Extreme heat is devastating the health and livelihoods of tens of millions in South Asia — and it’s only getting worse, according to experts.
Scientists warn that if global greenhouse gas emissions continue to rise at the current clip, heat and humidity levels in India will make it entirely uninhabitable, reports The New York Times.
“These cities are going to become unlivable unless urban governments put in systems of dealing with this phenomenon and make people aware,” said Sujata Saunik, who served as a senior official in the Indian Ministry of Home Affairs and is now a fellow at the Harvard University School of Public Health, in an interview with the Times. “It’s a major public health challenge.”
Extreme heat can kill, as it did in Pakistan in May when more than 65 residents living in poverty succumbed to temperatures of 111 degrees Fahrenheit during Ramadan, reported Newsweek.
But as many of South Asia’s sweltering cities grow even hotter, scientists and economists are say that extreme heat is also devastating the health and livelihoods of tens of millions more, according to the Times report.
Street vendors, pedicab drivers, construction laborers, and anyone else exposed to the outdoors for six hours or more are increasingly in need of medical attention, due to stomach pains, migraines, fatigue, and other issues — all causing them to miss work and daily wages.
If things continue at the current rate, extreme heat could lead to a $2 trillion loss in labor productivity worldwide by 2030, the International Labor Organization recently estimated.
Climate change could sharply diminish living conditions for up to 800 million people in South Asia if nothing is done to reduce global greenhouse gas emissions, the World Bank warned in a study released in June.
This is particularly prescient for India: Among the 100 most populous cities where summer highs are expected to reach at least 95 degrees Fahrenheit by 2050, 24 are in India, according to estimates by the Urban Climate Change Research Network.
And approximately 38,000 extra deaths are projected to occur each year worldwide between 2030 and 2050, due to heat stress linked to climate change, according to the World Health Organization.
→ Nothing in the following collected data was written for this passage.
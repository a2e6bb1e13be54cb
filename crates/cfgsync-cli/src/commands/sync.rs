//! `cfgsync sync` command - Commit, pull and push.

use anyhow::Result;
use cfgsync_core::UpdateResult;
use cfgsync_git::{Progress, PushReport};

use super::GlobalArgs;
use super::push::print_reports;
use super::utils;
use crate::output;
use crate::progress::Spinner;

/// Run the sync command.
pub fn run(global: &GlobalArgs) -> Result<()> {
    let manager = utils::open_manager(global)?;
    utils::require_upstream(&manager)?;

    let spinner = Spinner::start("Fetching");
    let outcome = sync(&manager, &spinner);
    spinner.finish();

    let (update, reports) = outcome.map_err(utils::explain_conflict)?;
    match update {
        Some(update) => {
            output::success("Merged upstream changes");
            output::update_summary(&update.changed, &update.deleted);
        }
        None => output::info("No upstream changes"),
    }

    match reports {
        Some(reports) => print_reports(&reports),
        None => {
            output::success("Everything up to date");
            Ok(())
        }
    }
}

/// Merge first, then push unless the merge proved there is nothing to push.
fn sync(
    manager: &cfgsync_core::SyncManager,
    progress: &dyn Progress,
) -> cfgsync_core::Result<(Option<UpdateResult>, Option<Vec<PushReport>>)> {
    let mut updater = manager.fetch(Some(progress))?;
    progress.set_text("Merging");
    let update = updater.merge()?;
    if updater.definitely_skip_push() {
        return Ok((update, None));
    }

    progress.set_text("Pushing");
    let reports = manager.push(Some(progress))?;
    Ok((update, Some(reports)))
}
In India, local governments in some cities have already responded to concerns by painting tin roofs with reflective white paint in poor neighborhoods and distributing free bottled water during the hotter months. But long-term solutions are still needed, as those with access to air conditioning are few, and the machines themselves emit additional hot air back onto the street only adding to the stressful environs.